§ **EXERCISE DETAILS**
Copy out all of the data below exactly, so that no word differs from the original.

*** Opening of WORKING DATA ***

//! Run report schema (stable v1)
//!
//! This schema is STABLE and VERSIONED.
//! Breaking changes require a new version.

use serde::{Deserialize, Serialize};
use crate::checks::QualityCheckResult;
use crate::issue::Issue;

/// Report schema version
#[derive(Debug, Clone, Copy, PartialEq, Eq, Serialize, Deserialize)]
pub struct ReportVersion {
    /// Major version (breaking changes)
    pub major: u32,

    /// Minor version (backward-compatible additions)
    pub minor: u32,
}

impl ReportVersion {
    /// Current report schema version
    pub const CURRENT: ReportVersion = ReportVersion { major: 1, minor: 0 };
}

impl std::fmt::Display for ReportVersion {
    fn fmt(&self, f: &mut std::fmt::Formatter<'_>) -> std::fmt::Result {
        write!(f, "{}.{}", self.major, self.minor)
    }
}

/// Final state of one task in a run
#[derive(Debug, Clone, Copy, PartialEq, Eq, Serialize, Deserialize)]
#[serde(rename_all = "lowercase")]
pub enum TaskStatus {
    Succeeded,
    Failed,
    /// Not attempted because an upstream task failed
    Skipped,
}

impl std::fmt::Display for TaskStatus {
    fn fmt(&self, f: &mut std::fmt::Formatter<'_>) -> std::fmt::Result {
        match self {
            Self::Succeeded => write!(f, "succeeded"),
            Self::Failed => write!(f, "failed"),
            Self::Skipped => write!(f, "skipped"),
        }
    }
}

/// Outcome of one task
#[derive(Debug, Clone, PartialEq, Serialize, Deserialize)]
pub struct TaskRecord {
    /// Task identifier (e.g. `ingest_orders`)
    pub task_id: String,

    pub status: TaskStatus,

    /// Attempts made (0 when skipped)
    pub attempts: u32,

    /// Wall time across all attempts
    pub duration_ms: u64,

    /// Short human-readable result (e.g. "5100 rows")
    #[serde(skip_serializing_if = "Option::is_none")]
    pub detail: Option<String>,

    /// Last error, for failed tasks
    #[serde(skip_serializing_if = "Option::is_none")]
    pub error: Option<String>,
}

impl TaskRecord {
    pub fn skipped(task_id: impl Into<String>) -> Self {
        Self {
            task_id: task_id.into(),
            status: TaskStatus::Skipped,
            attempts: 0,
            duration_ms: 0,
            detail: None,
            error: None,
        }
    }
}

/// Summary statistics for a run
#[derive(Debug, Clone, PartialEq, Eq, Default, Serialize, Deserialize)]
pub struct RunSummary {
    pub tasks: usize,
    pub succeeded: usize,
    pub failed: usize,
    pub skipped: usize,

    /// Quality issues raised (never counted as failures)
    pub issues: usize,
}

/// Pipeline run report (run-report.json v1)
#[derive(Debug, Clone, PartialEq, Serialize, Deserialize)]
pub struct RunReport {
    /// Schema version
    pub version: ReportVersion,

    /// Timestamp (ISO 8601)
    pub timestamp: String,

    /// Pipeline name
    pub pipeline_name: String,

    /// Summary statistics
    pub summary: RunSummary,

    /// Task outcomes in execution order
    pub tasks: Vec<TaskRecord>,

    /// Check results, when validation ran
    #[serde(skip_serializing_if = "Option::is_none")]
    pub quality: Option<QualityCheckResult>,

    /// Breached quality conditions
    pub issues: Vec<Issue>,
}

impl RunReport {
    /// Create a new empty report
    pub fn new(pipeline_name: impl Into<String>) -> Self {
        Self {
            version: ReportVersion::CURRENT,
            timestamp: chrono::Utc::now().to_rfc3339(),
            pipeline_name: pipeline_name.into(),
            summary: RunSummary::default(),
            tasks: Vec::new(),
            quality: None,
            issues: Vec::new(),
        }
    }

    /// Record a task outcome
    pub fn add_task(&mut self, record: TaskRecord) {
        match record.status {
            TaskStatus::Succeeded => self.summary.succeeded += 1,
            TaskStatus::Failed => self.summary.failed += 1,
            TaskStatus::Skipped => self.summary.skipped += 1,
        }

        self.summary.tasks += 1;
        self.tasks.push(record);
    }

    /// Attach quality results and the issues derived from them
    pub fn set_quality(&mut self, quality: QualityCheckResult, issues: Vec<Issue>) {
        self.summary.issues = issues.len();
        self.quality = Some(quality);
        self.issues = issues;
    }

    /// Look up a task outcome
    pub fn task(&self, task_id: &str) -> Option<&TaskRecord> {
        self.tasks.iter().find(|t| t.task_id == task_id)
    }

    /// True when any task failed; quality issues alone never fail a run
    pub fn has_failures(&self) -> bool {
        self.summary.failed > 0
    }

    /// Serialize to JSON string
    pub fn to_json(&self) -> Result<String, serde_json::Error> {
        serde_json::to_string_pretty(self)
    }

    /// Save to file, creating parent directories
    pub fn save_to_file(&self, path: &std::path::Path) -> Result<(), std::io::Error> {
        let json = self.to_json()
            .map_err(|e| std::io::Error::new(std::io::ErrorKind::Other, e))?;
        if let Some(parent) = path.parent() {
            if !parent.as_os_str().is_empty() {
                std::fs::create_dir_all(parent)?;
            }
        }
        std::fs::write(path, json)
    }
}

#[cfg(test)]
mod tests {
    use super::*;
    use crate::issue::{IssueCode, Severity};

    fn record(task_id: &str, status: TaskStatus) -> TaskRecord {
        TaskRecord {
            task_id: task_id.to_string(),
            status,
            attempts: 1,
            duration_ms: 5,
            detail: None,
            error: None,
        }
    }

    #[test]
    fn empty_report() {
        let report = RunReport::new("DAILY_PIPELINE");
        assert_eq!(report.version, ReportVersion::CURRENT);
        assert_eq!(report.summary.tasks, 0);
        assert!(!report.has_failures());
    }

    #[test]
    fn summary_counts_statuses() {
        let mut report = RunReport::new("DAILY_PIPELINE");
        report.add_task(record("init_warehouse", TaskStatus::Succeeded));
        report.add_task(record("ingest_orders", TaskStatus::Failed));
        report.add_task(TaskRecord::skipped("dbt_deps"));

        assert_eq!(report.summary.tasks, 3);
        assert_eq!(report.summary.succeeded, 1);
        assert_eq!(report.summary.failed, 1);
        assert_eq!(report.summary.skipped, 1);
        assert!(report.has_failures());
        assert_eq!(report.task("dbt_deps").map(|t| t.attempts), Some(0));
    }

    #[test]
    fn issues_do_not_fail_the_run() {
        let mut report = RunReport::new("DAILY_PIPELINE");
        report.add_task(record("validate_quality", TaskStatus::Succeeded));
        report.set_quality(
            QualityCheckResult::default(),
            vec![Issue::new(IssueCode::NegativeOrderAmounts, Severity::Error, "orders_validity", "x")],
        );

        assert_eq!(report.summary.issues, 1);
        assert!(!report.has_failures());
    }

    #[test]
    fn report_serialization() {
        let dir = tempfile::tempdir().unwrap();
        let path = dir.path().join("nested/run.json");

        let report = RunReport::new("DAILY_PIPELINE");
        report.save_to_file(&path).unwrap();

        let json = std::fs::read_to_string(&path).unwrap();
        assert!(json.contains("\"version\""));
        assert!(json.contains("\"pipeline_name\": \"DAILY_PIPELINE\""));
        assert!(!json.contains("\"quality\""));
    }
}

*** Close of WORKING DATA ***

§ **TASK RESULT**
//! Run report schema (stable v1)
//!
//! This schema is STABLE and VERSIONED.
//! Breaking changes require a new version.

use serde::{Deserialize, Serialize};
use crate::checks::QualityCheckResult;
use crate::issue::Issue;

/// Report schema version
#[derive(Debug, Clone, Copy, PartialEq, Eq, Serialize, Deserialize)]
pub struct ReportVersion {
    /// Major version (breaking changes)
    pub major: u32,

    /// Minor version (backward-compatible additions)
    pub minor: u32,
}

impl ReportVersion {
    /// Current report schema version
    pub const CURRENT: ReportVersion = ReportVersion { major: 1, minor: 0 };
}

impl std::fmt::Display for ReportVersion {
    fn fmt(&self, f: &mut std::fmt::Formatter<'_>) -> std::fmt::Result {
        write!(f, "{}.{}", self.major, self.minor)
    }
}

/// Final state of one task in a run
#[derive(Debug, Clone, Copy, PartialEq, Eq, Serialize, Deserialize)]
#[serde(rename_all = "lowercase")]
pub enum TaskStatus {
    Succeeded,
    Failed,
    /// Not attempted because an upstream task failed
    Skipped,
}

impl std::fmt::Display for TaskStatus {
    fn fmt(&self, f: &mut std::fmt::Formatter<'_>) -> std::fmt::Result {
        match self {
            Self::Succeeded => write!(f, "succeeded"),
            Self::Failed => write!(f, "failed"),
            Self::Skipped => write!(f, "skipped"),
        }
    }
}

/// Outcome of one task
#[derive(Debug, Clone, PartialEq, Serialize, Deserialize)]
pub struct TaskRecord {
    /// Task identifier (e.g. `ingest_orders`)
    pub task_id: String,

    pub status: TaskStatus,

    /// Attempts made (0 when skipped)
    pub attempts: u32,

    /// Wall time across all attempts
    pub duration_ms: u64,

    /// Short human-readable result (e.g. "5100 rows")
    #[serde(skip_serializing_if = "Option::is_none")]
    pub detail: Option<String>,

    /// Last error, for failed tasks
    #[serde(skip_serializing_if = "Option::is_none")]
    pub error: Option<String>,
}

impl TaskRecord {
    pub fn skipped(task_id: impl Into<String>) -> Self {
        Self {
            task_id: task_id.into(),
            status: TaskStatus::Skipped,
            attempts: 0,
            duration_ms: 0,
            detail: None,
            error: None,
        }
    }
}

/// Summary statistics for a run
#[derive(Debug, Clone, PartialEq, Eq, Default, Serialize, Deserialize)]
pub struct RunSummary {
    pub tasks: usize,
    pub succeeded: usize,
    pub failed: usize,
    pub skipped: usize,

    /// Quality issues raised (never counted as failures)
    pub issues: usize,
}

/// Pipeline run report (run-report.json v1)
#[derive(Debug, Clone, PartialEq, Serialize, Deserialize)]
pub struct RunReport {
    /// Schema version
    pub version: ReportVersion,

    /// Timestamp (ISO 8601)
    pub timestamp: String,

    /// Pipeline name
    pub pipeline_name: String,

    /// Summary statistics
    pub summary: RunSummary,

    /// Task outcomes in execution order
    pub tasks: Vec<TaskRecord>,

    /// Check results, when validation ran
    #[serde(skip_serializing_if = "Option::is_none")]
    pub quality: Option<QualityCheckResult>,

    /// Breached quality conditions
    pub issues: Vec<Issue>,
}

impl RunReport {
    /// Create a new empty report
    pub fn new(pipeline_name: impl Into<String>) -> Self {
        Self {
            version: ReportVersion::CURRENT,
            timestamp: chrono::Utc::now().to_rfc3339(),
            pipeline_name: pipeline_name.into(),
            summary: RunSummary::default(),
            tasks: Vec::new(),
            quality: None,
            issues: Vec::new(),
        }
    }

    /// Record a task outcome
    pub fn add_task(&mut self, record: TaskRecord) {
        match record.status {
            TaskStatus::Succeeded => self.summary.succeeded += 1,
            TaskStatus::Failed => self.summary.failed += 1,
            TaskStatus::Skipped => self.summary.skipped += 1,
        }

        self.summary.tasks += 1;
        self.tasks.push(record);
    }

    /// Attach quality results and the issues derived from them
    pub fn set_quality(&mut self, quality: QualityCheckResult, issues: Vec<Issue>) {
        self.summary.issues = issues.len();
        self.quality = Some(quality);
        self.issues = issues;
    }

    /// Look up a task outcome
    pub fn task(&self, task_id: &str) -> Option<&TaskRecord> {
        self.tasks.iter().find(|t| t.task_id == task_id)
    }

    /// True when any task failed; quality issues alone never fail a run
    pub fn has_failures(&self) -> bool {
        self.summary.failed > 0
    }

    /// Serialize to JSON string
    pub fn to_json(&self) -> Result<String, serde_json::Error> {
        serde_json::to_string_pretty(self)
    }

    /// Save to file, creating parent directories
    pub fn save_to_file(&self, path: &std::path::Path) -> Result<(), std::io::Error> {
        let json = self.to_json()
            .map_err(|e| std::io::Error::new(std::io::ErrorKind::Other, e))?;
        if let Some(parent) = path.parent() {
            if !parent.as_os_str().is_empty() {
                std::fs::create_dir_all(parent)?;
            }
        }
        std::fs::write(path, json)
    }
}

#[cfg(test)]
mod tests {
    use super::*;
    use crate::issue::{IssueCode, Severity};

    fn record(task_id: &str, status: TaskStatus) -> TaskRecord {
        TaskRecord {
            task_id: task_id.to_string(),
            status,
            attempts: 1,
            duration_ms: 5,
            detail: None,
            error: None,
        }
    }

    #[test]
    fn empty_report() {
        let report = RunReport::new("DAILY_PIPELINE");
        assert_eq!(report.version, ReportVersion::CURRENT);
        assert_eq!(report.summary.tasks, 0);
        assert!(!report.has_failures());
    }

    #[test]
    fn summary_counts_statuses() {
        let mut report = RunReport::new("DAILY_PIPELINE");
        report.add_task(record("init_warehouse", TaskStatus::Succeeded));
        report.add_task(record("ingest_orders", TaskStatus::Failed));
        report.add_task(TaskRecord::skipped("dbt_deps"));

        assert_eq!(report.summary.tasks, 3);
        assert_eq!(report.summary.succeeded, 1);
        assert_eq!(report.summary.failed, 1);
        assert_eq!(report.summary.skipped, 1);
        assert!(report.has_failures());
        assert_eq!(report.task("dbt_deps").map(|t| t.attempts), Some(0));
    }

    #[test]
    fn issues_do_not_fail_the_run() {
        let mut report = RunReport::new("DAILY_PIPELINE");
        report.add_task(record("validate_quality", TaskStatus::Succeeded));
        report.set_quality(
            QualityCheckResult::default(),
            vec![Issue::new(IssueCode::NegativeOrderAmounts, Severity::Error, "orders_validity", "x")],
        );

        assert_eq!(report.summary.issues, 1);
        assert!(!report.has_failures());
    }

    #[test]
    fn report_serialization() {
        let dir = tempfile::tempdir().unwrap();
        let path = dir.path().join("nested/run.json");

        let report = RunReport::new("DAILY_PIPELINE");
        report.save_to_file(&path).unwrap();

        let json = std::fs::read_to_string(&path).unwrap();
        assert!(json.contains("\"version\""));
        assert!(json.contains("\"pipeline_name\": \"DAILY_PIPELINE\""));
        assert!(!json.contains("\"quality\""));
    }
}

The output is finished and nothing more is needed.